[darcs-devel] Why is darcs get so slow?

Thu Dec 30 06:49:42 PST 2004

Got to go on nephew-duty, so I'll just send this somewhat incomplete
response.  It looks like write_checkpoint_patch may indeed be the problem
(saw that after responding mostly...)

On Thu, Dec 30, 2004 at 04:58:49PM +1000, Anthony Towns wrote:
> How come "darcs get --partial linux" is so slow? AFAICS, there aren't 
> even any mergers involved, which is the usual scapegoat? And it's not 
> /that/ big -- the checkpoint is 200MB uncompressed, and the patches 
> after that are only another 8MB. Yet darcs seems to chew up well over a 
> gig of RAM trying to process it, and seems to just sit and spin for ages 
> after getting the patches and before actually creating the working 
> directory or current/ (at which point I wander off, come back, decide 
> I'm bored and hit Ctrl-C).

In this case it's a simple case of darcs being slow--not a scaling issue in
the sense of worse than O(N) scaling, but rather that the prefactor is too
big.

> Trying the profiler, I get:
> 
> COST CENTRE                    MODULE               %time %alloc
> hPutPS                         FastPackedString      39.7   36.8
> 
> taking up most of the time, invoked from write_checkpoint_patch in 
> get_cmd. But I'm not sure if that's accurate, or a profiling sampling 
> error - since the profiler seems to only notice about 7 minutes out of 
> 20 minutes runtime.
> 
> And this is just a simple get -- it's just applying patches, no 
> commutation and evidently no mergers, so there's no real reason for it 
> to be much slower than just using tar/patch would be. Yet it is.
>
> I don't get what's going on. Anyone know?
>
> Is darcs trying to create current/ in RAM, and wasting lots of time 
> converting between string representations for no particular reason? Is 
> there some other time sink somewhere?

I think most of the time is spent parsing the big patch and then applying
it.  You could tell better if you use the -v option, since probably most of
the time is spent applying the checkpoint patch--although I don't recall if
darcs informs you when it starts applying the checkpoint patch.

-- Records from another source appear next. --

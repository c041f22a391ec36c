pub mod extract;

use std::sync::LazyLock;

use scraper::{ElementRef, Html, Selector};
use tracing::debug;
use url::Url;

use crate::feed::OutputRecord;
use extract::{Brand, Documents};

/// Site title stamped on every record.
pub const SOURCE: &str = "Sub-Zero, Wolf, and Cove | Kitchen Appliances that Inspire";
/// Constant `domain` field of every record.
pub const DOMAIN: &str = "subzero-wolf.com";

static BASE_SEL: LazyLock<Selector> = LazyLock::new(|| Selector::parse("base[href]").unwrap());

/// One fetched product page: its final URL and parsed document.
pub struct ProductPage {
    pub url: Url,
    pub html: Html,
    base: Url,
}

impl ProductPage {
    pub fn parse(url: Url, body: &str) -> Self {
        let html = Html::parse_document(body);
        let base = html
            .select(&BASE_SEL)
            .find_map(|el| el.value().attr("href"))
            .and_then(|href| url.join(href.trim()).ok())
            .unwrap_or_else(|| url.clone());
        Self { url, html, base }
    }

    /// Resolve a possibly relative reference against the page (or its `<base href>`).
    pub fn resolve(&self, href: &str) -> Option<Url> {
        self.base.join(href.trim()).ok()
    }
}

/// Everything extracted from one product page.
#[derive(Debug, Clone, PartialEq)]
pub struct ExtractionResult {
    pub model: String,
    pub brand: Brand,
    pub product_type: String,
    pub language: String,
    pub thumbnail: String,
    pub documents: Documents,
    pub source: String,
}

impl ExtractionResult {
    /// One record per document category, or a single record with no files.
    pub fn into_records(self, url: &str) -> Vec<OutputRecord> {
        let base = OutputRecord {
            model: self.model,
            brand: self.brand,
            product: self.product_type,
            product_lang: self.language,
            file_urls: Vec::new(),
            doc_type: String::new(),
            url: url.to_string(),
            thumb: self.thumbnail,
            source: self.source,
            domain: DOMAIN.to_string(),
        };

        if self.documents.is_empty() {
            return vec![base];
        }

        self.documents
            .into_iter()
            .map(|(category, urls)| OutputRecord {
                file_urls: urls,
                doc_type: category.as_str().to_string(),
                ..base.clone()
            })
            .collect()
    }
}

/// Run every heuristic over the page. `None` when no model number was found.
pub fn extract(page: &ProductPage) -> Option<ExtractionResult> {
    let brand = extract::classify_brand(page.url.as_str());
    let model = extract::extract_model(page);
    if model == extract::UNKNOWN_MODEL {
        return None;
    }

    let product_type = extract::classify_product_type(page);
    let language = extract::detect_language(page);
    let thumbnail = extract::resolve_thumbnail(page);
    let candidates = extract::find_pdf_candidates(page);
    let documents = extract::categorize_documents(&candidates, page);
    debug!(
        url = %page.url,
        model = %model,
        candidates = candidates.len(),
        categories = documents.len(),
        "Extracted product page"
    );

    Some(ExtractionResult {
        model,
        brand,
        product_type,
        language,
        thumbnail,
        documents,
        source: SOURCE.to_string(),
    })
}

pub fn process_page(page: &ProductPage) -> Vec<OutputRecord> {
    extract(page)
        .map(|result| result.into_records(page.url.as_str()))
        .unwrap_or_default()
}

/// Direct (non-descendant) text children of an element, trimmed, blanks dropped.
pub(crate) fn own_texts<'a>(el: ElementRef<'a>) -> impl Iterator<Item = &'a str> {
    el.children()
        .filter_map(|n| n.value().as_text())
        .map(|t| t.trim())
        .filter(|t| !t.is_empty())
}

/// First non-blank direct text among all elements matching `sel`.
pub(crate) fn first_own_text<'a>(html: &'a Html, sel: &Selector) -> Option<&'a str> {
    html.select(sel).flat_map(own_texts).next()
}

// ── Tests ──
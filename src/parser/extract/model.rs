use std::sync::LazyLock;

use regex::Regex;
use scraper::Selector;
use url::Url;

use crate::parser::{first_own_text, ProductPage};

pub const UNKNOWN_MODEL: &str = "UNKNOWN";

static MODEL_CLASS_SEL: LazyLock<Selector> =
    LazyLock::new(|| Selector::parse(r#"[class*="model"]"#).unwrap());
static TITLE_SEL: LazyLock<Selector> = LazyLock::new(|| Selector::parse("title").unwrap());
static H1_SEL: LazyLock<Selector> = LazyLock::new(|| Selector::parse("h1").unwrap());

static PAREN_RE: LazyLock<Regex> =
    LazyLock::new(|| Regex::new(r"\(([A-Z]+-?\d+[A-Z0-9/-]*)\)").unwrap());
static BARE_RE: LazyLock<Regex> =
    LazyLock::new(|| Regex::new(r"\b([A-Z]{2,}-?\d{3,}[A-Z0-9/-]*)\b").unwrap());
static SEGMENT_RE: LazyLock<Regex> =
    LazyLock::new(|| Regex::new(r"(?i)^([A-Z]{2,}-?\d{3,}[A-Z0-9/-]*)$").unwrap());

/// Model number from (in order) a `*model*` class element, the title/h1, or the URL.
pub fn extract_model(page: &ProductPage) -> String {
    from_model_class(page)
        .or_else(|| from_headings(page))
        .or_else(|| from_url(&page.url))
        .map(|m| m.trim().to_string())
        .filter(|m| !m.is_empty())
        .unwrap_or_else(|| UNKNOWN_MODEL.to_string())
}

fn from_model_class(page: &ProductPage) -> Option<String> {
    let text = first_own_text(&page.html, &MODEL_CLASS_SEL)?;
    // "Model #" and similar are labels, not values
    if text.to_lowercase().contains("model") || text.contains('#') {
        return None;
    }
    Some(text.to_string())
}

fn from_headings(page: &ProductPage) -> Option<String> {
    let title = first_own_text(&page.html, &TITLE_SEL).unwrap_or("");
    let heading = first_own_text(&page.html, &H1_SEL).unwrap_or("");
    model_in_text(&format!("{} {}", title, heading))
}

/// Prefer a parenthesized token, e.g. `36" Range (ICBW36)`.
fn model_in_text(text: &str) -> Option<String> {
    PAREN_RE
        .captures(text)
        .or_else(|| BARE_RE.captures(text))
        .map(|c| c[1].to_string())
}

fn from_url(url: &Url) -> Option<String> {
    let segment = url.path().trim_end_matches('/').rsplit('/').next()?;
    SEGMENT_RE
        .captures(segment)
        .map(|c| c[1].to_uppercase())
}
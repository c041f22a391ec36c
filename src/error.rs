use thiserror::Error;

/// Statuses worth another attempt: timeouts, rate limiting and gateway errors.
const RETRY_STATUSES: &[u16] = &[408, 429, 500, 502, 503, 504, 522, 524];

#[derive(Debug, Error)]
pub enum FetchError {
    #[error("request to {url} failed: {source}")]
    Transport {
        url: String,
        #[source]
        source: reqwest::Error,
    },
    #[error("{url} returned HTTP {status}")]
    Status { url: String, status: u16 },
    #[error("{url} is outside the allowed domain")]
    Offsite { url: String },
}

impl FetchError {
    pub fn is_retryable(&self) -> bool {
        match self {
            FetchError::Transport { source, .. } => {
                source.is_timeout() || source.is_connect() || source.is_request() || source.is_body()
            }
            FetchError::Status { status, .. } => RETRY_STATUSES.contains(status),
            FetchError::Offsite { .. } => false,
        }
    }
}

pub type FetchResult<T> = Result<T, FetchError>;
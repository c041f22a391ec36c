use std::sync::LazyLock;

use scraper::Selector;
use serde::Serialize;
use tracing::debug;

use crate::parser::ProductPage;

static ANCHOR_SEL: LazyLock<Selector> = LazyLock::new(|| Selector::parse("a").unwrap());

#[derive(Debug, Clone, Copy, PartialEq, Eq, Hash, Serialize)]
pub enum DocumentCategory {
    #[serde(rename = "Installation Guide")]
    InstallationGuide,
    #[serde(rename = "Specs & Manuals")]
    SpecsAndManuals,
    #[serde(rename = "Energy Guide")]
    EnergyGuide,
    Warranty,
    #[serde(rename = "User and Care Guide")]
    UserAndCareGuide,
    Documentation,
}

/// Keyword rules, first match wins. Anything unmatched is `Documentation`.
const RULES: &[(DocumentCategory, &[&str])] = &[
    (DocumentCategory::InstallationGuide, &["install"]),
    (
        DocumentCategory::SpecsAndManuals,
        &["spec", "specification", "dimension", "sheet", "design"],
    ),
    (DocumentCategory::EnergyGuide, &["energy", "star"]),
    (DocumentCategory::Warranty, &["warranty"]),
    (
        DocumentCategory::UserAndCareGuide,
        &["user", "care", "guide", "manual", "instruction", "use"],
    ),
];

impl DocumentCategory {
    pub fn as_str(&self) -> &'static str {
        match self {
            DocumentCategory::InstallationGuide => "Installation Guide",
            DocumentCategory::SpecsAndManuals => "Specs & Manuals",
            DocumentCategory::EnergyGuide => "Energy Guide",
            DocumentCategory::Warranty => "Warranty",
            DocumentCategory::UserAndCareGuide => "User and Care Guide",
            DocumentCategory::Documentation => "Documentation",
        }
    }

    /// `search_text` is expected lowercase.
    pub fn classify(search_text: &str) -> Self {
        RULES
            .iter()
            .find(|(_, keywords)| keywords.iter().any(|k| search_text.contains(k)))
            .map(|(category, _)| *category)
            .unwrap_or(DocumentCategory::Documentation)
    }
}

/// Category → URLs, both in first-seen order. Never holds an empty list.
#[derive(Debug, Clone, Default, PartialEq)]
pub struct Documents {
    entries: Vec<(DocumentCategory, Vec<String>)>,
}

impl Documents {
    /// Returns false when the URL was already listed under `category`.
    pub fn insert(&mut self, category: DocumentCategory, url: String) -> bool {
        match self.entries.iter_mut().find(|(c, _)| *c == category) {
            Some((_, urls)) => {
                if urls.contains(&url) {
                    return false;
                }
                urls.push(url);
            }
            None => self.entries.push((category, vec![url])),
        }
        true
    }

    pub fn is_empty(&self) -> bool {
        self.entries.is_empty()
    }

    pub fn len(&self) -> usize {
        self.entries.len()
    }

    pub fn iter(&self) -> impl Iterator<Item = (DocumentCategory, &[String])> {
        self.entries.iter().map(|(c, urls)| (*c, urls.as_slice()))
    }
}

impl IntoIterator for Documents {
    type Item = (DocumentCategory, Vec<String>);
    type IntoIter = std::vec::IntoIter<Self::Item>;

    fn into_iter(self) -> Self::IntoIter {
        self.entries.into_iter()
    }
}

/// An anchor that looks like it points at a PDF.
#[derive(Debug, Clone, PartialEq)]
pub struct PdfLink {
    pub href: Option<String>,
    pub text: String,
}

/// Anchors whose href contains `.pdf` or whose text contains `(pdf)`, in document order.
pub fn find_pdf_candidates(page: &ProductPage) -> Vec<PdfLink> {
    page.html
        .select(&ANCHOR_SEL)
        .filter_map(|a| {
            let href = a.value().attr("href").map(str::to_string);
            let text = a.text().collect::<Vec<_>>().join(" ");
            let text = text.split_whitespace().collect::<Vec<_>>().join(" ");

            let href_hit = href
                .as_deref()
                .is_some_and(|h| h.to_lowercase().contains(".pdf"));
            let text_hit = text.to_lowercase().contains("(pdf)");
            (href_hit || text_hit).then_some(PdfLink { href, text })
        })
        .collect()
}

/// Group candidate links by category, resolving and de-duplicating their URLs.
pub fn categorize_documents(candidates: &[PdfLink], page: &ProductPage) -> Documents {
    let mut documents = Documents::default();

    for link in candidates {
        let Some(href) = link.href.as_deref().map(str::trim).filter(|h| !h.is_empty()) else {
            debug!(text = %link.text, "Skipping PDF link without href");
            continue;
        };
        let Some(full_url) = page.resolve(href) else {
            debug!(href, "Skipping unresolvable PDF link");
            continue;
        };

        let search_text = format!("{} {}", link.text.to_lowercase(), href.to_lowercase());
        documents.insert(DocumentCategory::classify(&search_text), full_url.into());
    }

    documents
}

#[cfg(test)]
mod tests {
    use super::*;
    use url::Url;

    fn page(html: &str) -> ProductPage {
        let url = Url::parse("https://www.subzero-wolf.com/sub-zero/refrigeration/BI-36UFD/").unwrap();
        ProductPage::parse(url, html)
    }

    fn urls(docs: &Documents, category: DocumentCategory) -> Option<&[String]> {
        docs.iter().find(|(c, _)| *c == category).map(|(_, u)| u)
    }

    fn categorize(html: &str) -> Documents {
        let p = page(html);
        categorize_documents(&find_pdf_candidates(&p), &p)
    }

    #[test]
    fn installation_before_user_guide() {
        assert_eq!(
            DocumentCategory::classify("installation and user guide.pdf"),
            DocumentCategory::InstallationGuide
        );
    }

    #[test]
    fn rule_priority() {
        use DocumentCategory::*;
        let cases = [
            ("spec sheet /a.pdf", SpecsAndManuals),
            ("design guide /a.pdf", SpecsAndManuals),
            ("energy star label /a.pdf", EnergyGuide),
            ("limited warranty /a.pdf", Warranty),
            ("use & care guide /a.pdf", UserAndCareGuide),
            ("owner's manual /a.pdf", UserAndCareGuide),
            ("brochure /b.pdf", Documentation),
        ];
        for (text, expected) in cases {
            assert_eq!(DocumentCategory::classify(text), expected, "{text}");
        }
    }

    #[test]
    fn candidates_by_href_or_pdf_marker() {
        let p = page(
            r#"<a href="/docs/A.PDF">Spec</a>
               <a href="/download?id=7">Use &amp; Care Guide (PDF)</a>
               <a href="/docs/page.html">Not a document</a>
               <a>Orphan (pdf)</a>"#,
        );
        let candidates = find_pdf_candidates(&p);
        assert_eq!(candidates.len(), 3);
        assert_eq!(candidates[0].href.as_deref(), Some("/docs/A.PDF"));
        assert_eq!(candidates[1].text, "Use & Care Guide (PDF)");
        assert_eq!(candidates[2].href, None);
    }

    #[test]
    fn nested_link_text_is_collected() {
        let p = page(r#"<a href="/d/x.pdf"><span>Installation</span>
                        <span>Guide</span></a>"#);
        assert_eq!(find_pdf_candidates(&p)[0].text, "Installation Guide");
    }

    #[test]
    fn duplicate_urls_listed_once() {
        let docs = categorize(
            r#"<a href="/docs/bi36-install.pdf">Install</a>
               <a href="https://www.subzero-wolf.com/docs/bi36-install.pdf">Installation Guide</a>"#,
        );
        assert_eq!(docs.len(), 1);
        assert_eq!(
            urls(&docs, DocumentCategory::InstallationGuide).unwrap(),
            &["https://www.subzero-wolf.com/docs/bi36-install.pdf".to_string()]
        );
    }

    #[test]
    fn urls_keep_first_seen_order_and_case() {
        let docs = categorize(
            r#"<a href="/docs/B.pdf">Brochure</a>
               <a href="/docs/a.pdf">Flyer</a>
               <a href="/docs/b.pdf">Brochure</a>"#,
        );
        assert_eq!(
            urls(&docs, DocumentCategory::Documentation).unwrap(),
            &[
                "https://www.subzero-wolf.com/docs/B.pdf".to_string(),
                "https://www.subzero-wolf.com/docs/a.pdf".to_string(),
                "https://www.subzero-wolf.com/docs/b.pdf".to_string(),
            ]
        );
    }

    #[test]
    fn malformed_candidates_are_skipped() {
        let docs = categorize(
            r#"<a>Warranty (pdf)</a>
               <a href="  ">Care (pdf)</a>
               <a href="http://[bad/x.pdf">Broken</a>
               <a href="/docs/warranty.pdf">Warranty</a>"#,
        );
        assert_eq!(docs.len(), 1);
        assert_eq!(
            urls(&docs, DocumentCategory::Warranty).unwrap(),
            &["https://www.subzero-wolf.com/docs/warranty.pdf".to_string()]
        );
    }

    #[test]
    fn no_candidates_no_categories() {
        let docs = categorize("<a href='/about'>About</a>");
        assert!(docs.is_empty());
        assert_eq!(docs.iter().count(), 0);
    }

    #[test]
    fn insert_never_creates_empty_lists() {
        let mut docs = Documents::default();
        assert!(docs.insert(DocumentCategory::Warranty, "u".into()));
        assert!(!docs.insert(DocumentCategory::Warranty, "u".into()));
        assert!(docs.iter().all(|(_, urls)| !urls.is_empty()));
    }
}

Certainly that is where the memory goes.  Darcs unfortunately parses the
entire patch before applying it, which means the entire parsed patch goes
into memory.  Using antimemoize can reduce the memory perhaps, but only at
the cost of reparsing later.

The advantage (which isn't trivial) of parsing the patch strictly
(i.e. before using it) is that we know immediately whether a patch is
malformed, so we can create nice error messages, and won't end up partially
applying a patch before finding out that it's been messed up somehow in
transit.  We could create a "lazy" patch parser, which would allow us to
interleave the patch reading with the use of the patch, which would benefit
both memory and time usage (the time benefit would come from interleaving
with IO time, and better memory cache behavior--plus better disk cache
behavior.  The catch is that we'd then have to maintain two separate
parsers, unless someone (Ian?) could come up with a tricky way to implement
a lazy and a strict parser with the same code.  Since we definitely want to
strictly parse patches that are to be applied to an existing non-corrupt
repository.

It could be that we'd also have to be careful to increase the laziness of
apply_to_slurpy in order to benefit from lazy patch parsing.  Which brings
up another possibility/idea.  I've been thinking about the possibility of
implementing an abstraction over the filesystem, sort of like
MissingH.IO.HVFS, only ideally implemented as a class of monads

http://gopher.quux.org:70/devel/missingh/html/MissingH.IO.HVFS.html

With an interface like this for Slurpies (and yes, AJ, at this I know I'm
getting deeper into darcs internals than you're familiar with), we could go
from

apply_to_slurpy :: Patch -> Slurpy -> Maybe Slurpy

to

apply_patch :: FileSystemMonad a => Patch -> a ()

where (I don't remember the syntax for class declarations, so I'm making
something up)

class FileSystemMonad a
  fsRenameFile :: FilePath -> FilePath -> a ()
  fsReadFilePS :: FilePath -> a PackedString
  etc...

********

Of course, it could be that hPutPS *is* taking up most of the time.  Darcs
does write the files one line at a time, which could be slow if there isn't
enough buffering going on.  On the other hand, it *shouldn't* be that slow,
as far as I can tell.  On the other hand, the total number of lines
involved is indeed quite high.

A comparison with patch could be gotten by creating a massive patch with a
recursive diff, which creates the entire linux tree out of nothing, and
then seeing how long it takes to apply this patch to an empty directory.
That's roughly how long the --partial get should take, if darcs were as
well-optimized as patch (which basically means perfectly-optimized, I'd
guess).  To do better than that (i.e. to be competetive with tar) we'd need
to store the checkpoint in a non-text format--that is with each file stored
verbatim, preceded by the file size.
-- 
David Roundy
http://www.darcs.net